I found the description difficult to understand until I added the following assumptions that I think are correct for this situation: We have an unknown function $f:\mathcal{X}\rightarrow\mathbb{R}$, but we are sure it is one of $M$ possible functions $h_1, ..,. h_M$. Every step $i \in \{1, 2, 3, ..., N\}$ we independently choose an argument $X_i \in \mathcal{X}$, uniformly over all (presumably finite) elements of $\mathcal{X}$. The output is the actual function value $f(X_i)$, with no noise. — Michael, Commented Jan 24, 2017 at 3:58

Michael · Accepted Answer · 2019-02-07 18:01:45Z

Intuition needed for this question

Some intuition on the difference between a-priori and a-posteriori: Let $\{Y_1, ..., Y_4\}$ be i.i.d. uniform random variables over $[0,1]$. So for each $m \in \{1, ..., 4\}$ we have $$P[Y_m>15/16]=1/16 = 0.0625$$

A-priori:

Let's a-priori pick an index $K \in \{1, 2, 3, 4\}$, independent of the $Y_i$ variables and before observing these variables. We can use any mass function $P[K=m]$ for $m \in \{1, 2, 3, 4\}$. What is $P[Y_K>15/16]$? It is still $1/16$ (regardless of the mass function we use) because, by the law of total probability: \begin{align} P[Y_K>15/16] &= \sum_{m=1}^4P[Y_K>15/16|K=m]P[K=m]\\ &=\sum_{m=1}^4\underbrace{P[Y_m>15/16|K=m]}_{P[Y_m>15/16]}P[K=m] \\ &=\sum_{m=1}^4 (1/16)P[K=m]\\ &=1/16 \end{align} where the equality $P[Y_m>15/16|K=m]=P[Y_m>15/16]$ holds because $Y_m$ is independent of $K$.

A-posteriori:

Now let's a-posteriori pick the index $K$ associated with the largest $Y_m$ value, so $Y_K = \max[Y_1, Y_2, Y_3, Y_4]$. This choice of index $K$ depends on the observed data. Then: \begin{align} P[Y_K>15/16] &= 1-P[Y_1\leq 15/16, Y_2\leq 15/16, Y_3\leq 15/16,Y_4\leq 15/16]\\ &=1-(15/16)^4 \\ &\approx 0.2275 \end{align} and so this probability is much larger than 1/16, even though $Y_K$ is just one of the $Y_m$ values and we know $P[Y_m>15/16]=1/16$ for all $m \in \{1, ..., 4\}$.

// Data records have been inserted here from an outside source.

//! Domain traits defining contracts for external systems.

use async_trait::async_trait;
use chrono::{DateTime, Utc};

use super::error::AppError;
use super::types::{AddressSet, NodeStatus, ValidatorSet};

/// Client for the node's REST API
#[async_trait]
pub trait NodeApiClient: Send + Sync {
    /// Check REST API connectivity
    async fn health_check(&self) -> Result<(), AppError> {
        self.latest_block().await.map(|_| ())
    }

    /// Fetch the header of the latest block
    async fn latest_block(&self) -> Result<NodeStatus, AppError>;

    /// Fetch the latest validator set
    async fn validator_set(&self) -> Result<ValidatorSet, AppError>;
}

/// Source of the addresses the node is expected to peer with
#[async_trait]
pub trait AddressBook: Send + Sync {
    /// Load the current set of known peer addresses
    async fn load(&self) -> Result<AddressSet, AppError>;
}

/// Accessor for the host's live TCP connection table
#[async_trait]
pub trait ConnectionTable: Send + Sync {
    /// Remote addresses of all connections whose remote port is `port`
    async fn remote_addresses(&self, port: u16) -> Result<AddressSet, AppError>;
}

/// Wall clock used for time skew measurements
pub trait Clock: Send + Sync {
    fn now(&self) -> DateTime<Utc>;
}

/// [`Clock`] backed by the system time
#[derive(Debug, Clone, Copy, Default)]
pub struct SystemClock;

impl Clock for SystemClock {
    fn now(&self) -> DateTime<Utc> {
        Utc::now()
    }
}
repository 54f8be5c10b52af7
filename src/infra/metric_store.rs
//! Prometheus gauges published by the exporter.
//!
//! The store owns its own recorder instead of installing a global one, so
//! several stores (one per test, for instance) can live in one process.

use std::collections::HashMap;
use std::sync::atomic::{AtomicU64, Ordering};

use metrics::{Counter, Gauge, counter, describe_counter, describe_gauge, gauge};
use metrics_exporter_prometheus::{PrometheusBuilder, PrometheusHandle};

use crate::domain::MetricKind;

pub const BLOCK_NUMBER: &str = "cosmos_block_number";
pub const BLOCK_TIME_SKEW: &str = "cosmos_block_time_skew";
pub const NODE_PEERS: &str = "cosmos_node_peers";
pub const ADDRBOOK_PEERS: &str = "cosmos_addrbook_peers";
pub const VALIDATOR_COUNT: &str = "cosmos_validator_count";
pub const REFRESH_FAILURES: &str = "cosmos_exporter_refresh_failures_total";

/// A gauge whose last value can also be read back.
struct GaugeCell {
    gauge: Gauge,
    bits: AtomicU64,
}

impl GaugeCell {
    fn new(gauge: Gauge) -> Self {
        gauge.set(0.0);
        Self {
            gauge,
            bits: AtomicU64::new(0.0_f64.to_bits()),
        }
    }

    fn set(&self, value: f64) {
        self.bits.store(value.to_bits(), Ordering::Relaxed);
        self.gauge.set(value);
    }

    fn get(&self) -> f64 {
        f64::from_bits(self.bits.load(Ordering::Relaxed))
    }
}

struct CounterCell {
    counter: Counter,
    count: AtomicU64,
}

impl CounterCell {
    fn new(counter: Counter) -> Self {
        counter.absolute(0);
        Self {
            counter,
            count: AtomicU64::new(0),
        }
    }

    fn increment(&self) {
        self.count.fetch_add(1, Ordering::Relaxed);
        self.counter.increment(1);
    }

    fn get(&self) -> u64 {
        self.count.load(Ordering::Relaxed)
    }
}

/// Last-value store for every exported metric.
///
/// Each gauge is written by a single refresh path and may be read at any
/// time; values are independent of one another.
pub struct MetricStore {
    handle: PrometheusHandle,
    block_height: GaugeCell,
    time_skew: GaugeCell,
    peers: GaugeCell,
    address_book_peers: GaugeCell,
    validators: Option<GaugeCell>,
    refresh_failures: HashMap<MetricKind, CounterCell>,
}

impl MetricStore {
    /// Create a store with its own Prometheus recorder.
    ///
    /// `cosmos_validator_count` is only registered when `track_validators`
    /// is set, so it never shows up as a misleading zero.
    #[must_use]
    pub fn new(track_validators: bool) -> Self {
        let recorder = PrometheusBuilder::new().build_recorder();
        let handle = recorder.handle();

        metrics::with_local_recorder(&recorder, || {
            describe_gauge!(BLOCK_NUMBER, "Number of the latest block in chain");
            describe_gauge!(
                BLOCK_TIME_SKEW,
                "Difference between current timestamp and block timestamp, in nanoseconds"
            );
            describe_gauge!(NODE_PEERS, "Amount of chain peers");
            describe_gauge!(
                ADDRBOOK_PEERS,
                "Amount of peers listed in the address book"
            );
            describe_counter!(
                REFRESH_FAILURES,
                "Number of failed metric refreshes"
            );

            let validators = track_validators.then(|| {
                describe_gauge!(
                    VALIDATOR_COUNT,
                    "Amount of validators in the latest validator set"
                );
                GaugeCell::new(gauge!(VALIDATOR_COUNT))
            });

            let refresh_failures = MetricKind::ALL
                .into_iter()
                .filter(|kind| track_validators || *kind != MetricKind::Validators)
                .map(|kind| {
                    let counter = counter!(REFRESH_FAILURES, "metric" => kind.as_str());
                    (kind, CounterCell::new(counter))
                })
                .collect();

            Self {
                handle,
                block_height: GaugeCell::new(gauge!(BLOCK_NUMBER)),
                time_skew: GaugeCell::new(gauge!(BLOCK_TIME_SKEW)),
                peers: GaugeCell::new(gauge!(NODE_PEERS)),
                address_book_peers: GaugeCell::new(gauge!(ADDRBOOK_PEERS)),
                validators,
                refresh_failures,
            }
        })
    }

    pub fn set_block_height(&self, height: f64) {
        self.block_height.set(height);
    }

    pub fn block_height(&self) -> f64 {
        self.block_height.get()
    }

    /// Record the time skew in nanoseconds.
    pub fn set_time_skew(&self, nanos: f64) {
        self.time_skew.set(nanos);
    }

    pub fn time_skew(&self) -> f64 {
        self.time_skew.get()
    }

    pub fn set_peers(&self, count: usize) {
        self.peers.set(count as f64);
    }

    pub fn peers(&self) -> f64 {
        self.peers.get()
    }

    pub fn set_address_book_peers(&self, count: usize) {
        self.address_book_peers.set(count as f64);
    }

    pub fn address_book_peers(&self) -> f64 {
        self.address_book_peers.get()
    }

    #[must_use]
    pub fn tracks_validators(&self) -> bool {
        self.validators.is_some()
    }

    /// Ignored unless the store was created with validator tracking.
    pub fn set_validators(&self, count: usize) {
        if let Some(validators) = &self.validators {
            validators.set(count as f64);
        }
    }

    pub fn validators(&self) -> Option<f64> {
        self.validators.as_ref().map(GaugeCell::get)
    }

    pub fn record_failure(&self, kind: MetricKind) {
        if let Some(counter) = self.refresh_failures.get(&kind) {
            counter.increment();
        }
    }

    pub fn refresh_failures(&self, kind: MetricKind) -> u64 {
        self.refresh_failures
            .get(&kind)
            .map(CounterCell::get)
            .unwrap_or(0)
    }

    /// Render every metric in the Prometheus text exposition format.
    #[must_use]
    pub fn render(&self) -> String {
        self.handle.render()
    }
}

impl Default for MetricStore {
    fn default() -> Self {
        Self::new(false)
    }
}
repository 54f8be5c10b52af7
//! The API layer, containing web handlers and routing.

pub mod handlers;
pub mod router;

pub use router::create_router;
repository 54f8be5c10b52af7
//! Live TCP connection table read from procfs.

use async_trait::async_trait;
use std::net::SocketAddr;
use tracing::instrument;

use crate::domain::{AddressSet, AppError, ConnectionTable, ConnectionTableError};

/// Collect the remote IPs of every connection whose remote port is `port`.
pub fn remote_addresses_on_port<I>(remotes: I, port: u16) -> AddressSet
where
    I: IntoIterator<Item = SocketAddr>,
{
    remotes
        .into_iter()
        .filter(|remote| remote.port() == port)
        .map(|remote| remote.ip())
        .collect()
}

/// Connection table backed by `/proc/net/tcp` and `/proc/net/tcp6`
#[derive(Debug, Clone, Copy, Default)]
pub struct ProcNetConnectionTable;

impl ProcNetConnectionTable {
    pub fn new() -> Self {
        Self
    }
}

#[cfg(target_os = "linux")]
fn read_remote_endpoints() -> Result<Vec<SocketAddr>, AppError> {
    use tracing::debug;

    let mut remotes: Vec<SocketAddr> = procfs::net::tcp()
        .map_err(|e| ConnectionTableError::Unavailable(e.to_string()))?
        .into_iter()
        .map(|entry| entry.remote_address)
        .collect();

    // Hosts with IPv6 disabled have no tcp6 table
    match procfs::net::tcp6() {
        Ok(entries) => remotes.extend(entries.into_iter().map(|entry| entry.remote_address)),
        Err(e) => debug!(error = %e, "IPv6 connection table unavailable"),
    }

    Ok(remotes)
}

#[cfg(not(target_os = "linux"))]
fn read_remote_endpoints() -> Result<Vec<SocketAddr>, AppError> {
    Err(ConnectionTableError::Unsupported.into())
}

#[async_trait]
impl ConnectionTable for ProcNetConnectionTable {
    #[instrument(skip(self))]
    async fn remote_addresses(&self, port: u16) -> Result<AddressSet, AppError> {
        let remotes = tokio::task::spawn_blocking(read_remote_endpoints)
            .await
            .map_err(|e| AppError::Internal(e.to_string()))??;
        Ok(remote_addresses_on_port(remotes, port))
    }
}
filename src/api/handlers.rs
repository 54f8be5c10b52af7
//! HTTP request handlers.

use std::sync::Arc;

use axum::{
    Json,
    extract::State,
    http::{StatusCode, header},
    response::IntoResponse,
};

use tracing::warn;

use crate::app::AppState;
use crate::domain::HealthResponse;

/// Content type of the Prometheus text exposition format
pub const PROMETHEUS_CONTENT_TYPE: &str = "text/plain; version=0.0.4; charset=utf-8";

/// Prometheus scrape endpoint.
///
/// In scrape mode every metric is refreshed concurrently before rendering.
/// Refresh failures, and refreshes still running at the scrape deadline,
/// only leave stale values behind; the scrape itself always succeeds.
pub async fn metrics_handler(State(state): State<Arc<AppState>>) -> impl IntoResponse {
    if state.refreshes_on_scrape()
        && tokio::time::timeout(state.scrape_deadline, state.service.refresh_all())
            .await
            .is_err()
    {
        warn!(
            deadline = ?state.scrape_deadline,
            "Scrape refresh exceeded deadline, serving stale values"
        );
    }

    (
        [(header::CONTENT_TYPE, PROMETHEUS_CONTENT_TYPE)],
        state.metrics.render(),
    )
}

/// Detailed health check of the upstream sources
pub async fn health_check_handler(State(state): State<Arc<AppState>>) -> Json<HealthResponse> {
    let health = state.service.health_check().await;
    Json(health)
}

/// Liveness probe
pub async fn liveness_handler() -> StatusCode {
    StatusCode::OK
}
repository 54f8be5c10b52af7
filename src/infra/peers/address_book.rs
//! Tendermint `addrbook.json` reader.

use async_trait::async_trait;
use serde::Deserialize;
use std::path::{Path, PathBuf};
use tracing::{debug, instrument, warn};

use crate::domain::{AddressBook, AddressBookError, AddressSet, AppError};

#[derive(Debug, Default, Deserialize)]
#[serde(default)]
struct AddrBookFile {
    // Entries stay untyped so one malformed entry cannot reject the file
    addrs: Vec<serde_json::Value>,
}

#[derive(Debug, Deserialize)]
struct KnownAddress {
    addr: NetAddress,
}

#[derive(Debug, Deserialize)]
struct NetAddress {
    #[serde(default)]
    ip: Option<String>,
}

/// Result of parsing an address book.
#[derive(Debug, Clone, Default)]
pub struct ParsedAddressBook {
    pub addresses: AddressSet,
    /// Entries dropped for a missing or invalid IP literal
    pub skipped: usize,
}

/// Parse the raw contents of an address book file.
///
/// Entries with no `addr.ip` (e.g. id-only entries) or an invalid IP literal
/// are skipped and counted; only an undecodable document is an error.
pub fn parse_address_book(contents: &[u8]) -> Result<ParsedAddressBook, AddressBookError> {
    let file: AddrBookFile = serde_json::from_slice(contents)?;
    let mut parsed = ParsedAddressBook::default();

    for entry in file.addrs {
        let ip = serde_json::from_value::<KnownAddress>(entry)
            .ok()
            .and_then(|known| known.addr.ip);

        match ip.as_deref().map(|raw| parsed.addresses.insert_literal(raw)) {
            Some(Some(_)) => {}
            _ => {
                debug!(ip = ?ip, "Skipping malformed address book entry");
                parsed.skipped += 1;
            }
        }
    }

    Ok(parsed)
}

/// Address book backed by a JSON file on the local filesystem
pub struct FileAddressBook {
    path: PathBuf,
}

impl FileAddressBook {
    pub fn new(path: impl Into<PathBuf>) -> Self {
        Self { path: path.into() }
    }

    #[must_use]
    pub fn path(&self) -> &Path {
        &self.path
    }
}

#[async_trait]
impl AddressBook for FileAddressBook {
    #[instrument(skip(self), fields(path = %self.path.display()))]
    async fn load(&self) -> Result<AddressSet, AppError> {
        let contents = tokio::fs::read(&self.path)
            .await
            .map_err(AddressBookError::from)?;
        let parsed = parse_address_book(&contents)?;

        if parsed.skipped > 0 {
            warn!(
                skipped = parsed.skipped,
                kept = parsed.addresses.len(),
                "Address book contains malformed entries"
            );
        }

        Ok(parsed.addresses)
    }
}
//! Application layer containing the refresh pipeline and shared state.

pub mod service;
pub mod state;
pub mod worker;

pub use service::{ExporterService, PeerCounts};
pub use state::{AppState, DEFAULT_SCRAPE_DEADLINE};
pub use worker::{MetricRefreshWorker, WorkerConfig, spawn_workers};
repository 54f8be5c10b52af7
use std::sync::Arc;

use anyhow::{Context, Result};
use dotenvy::dotenv;
use tokio::signal;
use tracing::{info, warn};

use cosmos_node_exporter::api::create_router;
use cosmos_node_exporter::app::{AppState, ExporterService, WorkerConfig, spawn_workers};
use cosmos_node_exporter::config::{ExporterConfig, RefreshMode};
use cosmos_node_exporter::infra::{
    FileAddressBook, MetricStore, ProcNetConnectionTable, RestClientConfig, RestNodeClient,
    init_tracing,
};

#[tokio::main]
async fn main() -> Result<()> {
    // Load environment variables from .env file
    dotenv().ok();

    let config = ExporterConfig::from_args()?;
    init_tracing(config.log_format)?;

    info!(
        listen_address = %config.listen_address,
        api_base_url = %config.api_base_url,
        address_book = %config.address_book_path.display(),
        refresh_mode = ?config.refresh_mode,
        peer_port = config.peer_port,
        track_validators = config.track_validators,
        "Starting cosmos node exporter"
    );

    // Instantiate infrastructure components
    let node_api = RestNodeClient::new(
        &config.api_base_url,
        RestClientConfig {
            timeout: config.request_timeout,
        },
    )?;
    let address_book = FileAddressBook::new(&config.address_book_path);
    let connections = ProcNetConnectionTable::new();
    let metrics = Arc::new(MetricStore::new(config.track_validators));

    let service = Arc::new(ExporterService::new(
        Arc::new(node_api),
        Arc::new(address_book),
        Arc::new(connections),
        metrics,
        config.peer_port,
    ));

    let workers = match config.refresh_mode {
        RefreshMode::Interval => Some(spawn_workers(
            Arc::clone(&service),
            WorkerConfig {
                refresh_interval: config.refresh_interval,
            },
        )),
        RefreshMode::Scrape => None,
    };

    let app_state = Arc::new(AppState::new(service, config.refresh_mode));
    let router = create_router(app_state);

    let listener = tokio::net::TcpListener::bind(config.listen_address)
        .await
        .with_context(|| format!("failed to bind {}", config.listen_address))?;

    info!(address = %config.listen_address, "Serving metrics on /metrics");

    axum::serve(listener, router)
        .with_graceful_shutdown(shutdown_signal())
        .await?;

    if let Some((handles, shutdown_tx)) = workers {
        let _ = shutdown_tx.send(true);
        for handle in handles {
            if let Err(e) = handle.await {
                warn!(error = %e, "Refresh worker ended abnormally");
            }
        }
    }

    info!("Exporter stopped");
    Ok(())
}

/// Resolves on Ctrl-C or, on Unix, SIGTERM.
async fn shutdown_signal() {
    let ctrl_c = async {
        if let Err(e) = signal::ctrl_c().await {
            warn!(error = %e, "Failed to listen for Ctrl-C");
            std::future::pending::<()>().await;
        }
    };

    #[cfg(unix)]
    let terminate = async {
        match signal::unix::signal(signal::unix::SignalKind::terminate()) {
            Ok(mut stream) => {
                stream.recv().await;
            }
            Err(e) => {
                warn!(error = %e, "Failed to listen for SIGTERM");
                std::future::pending::<()>().await;
            }
        }
    };

    #[cfg(not(unix))]
    let terminate = std::future::pending::<()>();

    tokio::select! {
        _ = ctrl_c => {}
        _ = terminate => {}
    }

    info!("Shutdown signal received");
}
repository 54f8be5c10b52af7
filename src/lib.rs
//! Cosmos Node Exporter
//!
//! A Prometheus exporter that turns a Cosmos SDK node's local REST API,
//! address book and live peer connections into health gauges.
//!
//! # Architecture Overview
//!
//! ```text
//! ┌─────────────────────────────────────────────┐
//! │                   API Layer                  │
//! │       /metrics exposition, health probes     │
//! ├─────────────────────────────────────────────┤
//! │               Application Layer              │
//! │   Refresh pipeline, interval workers, state  │
//! ├─────────────────────────────────────────────┤
//! │                 Domain Layer                 │
//! │   Traits, node status, address sets, errors  │
//! ├─────────────────────────────────────────────┤
//! │             Infrastructure Layer             │
//! │  REST client, address book, procfs, gauges   │
//! └─────────────────────────────────────────────┘
//! ```
//!
//! # Exported metrics
//!
//! - `cosmos_block_number`: height of the latest block
//! - `cosmos_block_time_skew`: nanoseconds between now and the latest block's timestamp
//! - `cosmos_node_peers`: address book entries with a live connection on the peer port
//! - `cosmos_addrbook_peers`: entries in the address book
//! - `cosmos_validator_count`: size of the latest validator set (opt-in)
//! - `cosmos_exporter_refresh_failures_total`: failed refreshes per metric
//!
//! # Example
//!
//! ```ignore
//! use std::sync::Arc;
//! use cosmos_node_exporter::api::create_router;
//! use cosmos_node_exporter::app::{AppState, ExporterService};
//! use cosmos_node_exporter::config::RefreshMode;
//! use cosmos_node_exporter::infra::{FileAddressBook, MetricStore, ProcNetConnectionTable, RestNodeClient};
//!
//! #[tokio::main]
//! async fn main() -> anyhow::Result<()> {
//!     let service = ExporterService::new(
//!         Arc::new(RestNodeClient::with_defaults("http://127.0.0.1:1317")?),
//!         Arc::new(FileAddressBook::new("/root/.gaia/config/addrbook.json")),
//!         Arc::new(ProcNetConnectionTable::new()),
//!         Arc::new(MetricStore::default()),
//!         26656,
//!     );
//!     let state = Arc::new(AppState::new(Arc::new(service), RefreshMode::Scrape));
//!
//!     let listener = tokio::net::TcpListener::bind("0.0.0.0:8080").await?;
//!     axum::serve(listener, create_router(state)).await?;
//!     Ok(())
//! }
//! ```

pub mod api;
pub mod app;
pub mod config;
pub mod domain;
pub mod infra;

// Test utilities are available in tests
#[cfg(any(test, feature = "test-utils"))]
pub mod test_utils;
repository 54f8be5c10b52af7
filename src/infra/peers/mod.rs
//! Peer address sources: the configured address book and the live
//! connection table.

pub mod address_book;
pub mod connections;

pub use address_book::{FileAddressBook, ParsedAddressBook, parse_address_book};
pub use connections::{ProcNetConnectionTable, remote_addresses_on_port};
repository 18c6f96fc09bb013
use serde_json::json;

use crate::{
    error::Result,
    instructions::Context,
    ledger::simulate_ledger_entry,
    policy::{enforce, Operation},
    state::{LedgerEntry, LedgerEntryType, Lifecycle},
};

/// Authorize removal of an event and its participation records. The ledger
/// keeps every earlier entry for the event; this one marks the removal.
pub fn handler<E: Lifecycle>(ctx: &Context, event: &E) -> Result<LedgerEntry> {
    enforce(ctx.actor, Operation::DeleteEvent)?;

    Ok(simulate_ledger_entry(
        LedgerEntryType::EventDeleted,
        Some(event.id().to_string()),
        Some(&ctx.actor.id),
        json!({
            "event_type": E::KIND,
            "status": event.status(),
            "removed_participation": event.participation_count(),
        }),
        ctx.now,
    ))
}
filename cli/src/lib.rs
//! Operator client for the civic ledger service.

pub mod utils;

pub use utils::*;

On the other hand, we know by the union bound that $$\{Y_K>15/16\} \subseteq \cup_{m=1}^4 \{Y_m>15/16\} \implies P[Y_K>15/16]\leq \sum_{m=1}^4P[Y_m>15/16]=1/4 $$ and indeed $0.2275 \leq 1/4$.

Your specific setup

As in my above comment, I believe we need the following extra assumptions: We have a finite set $\mathcal{X}$ and an unknown function $f:\mathcal{X}\rightarrow\mathbb{R}$. We are certain that $f$ is one of the $M$ functions in the known set $\{h_1, ..., h_M\}$. We have the ability to exactly evaluate the function $f$ one step at a time. However, the set $\mathcal{X}$ is too large so we want to do a probabilistic estimate. Every time step $i$ we independently chose $X_i \in \mathcal{X}$, uniformly over all points in $\mathcal{X}$. We then observe the value of $f(X_i)$ (with no noise).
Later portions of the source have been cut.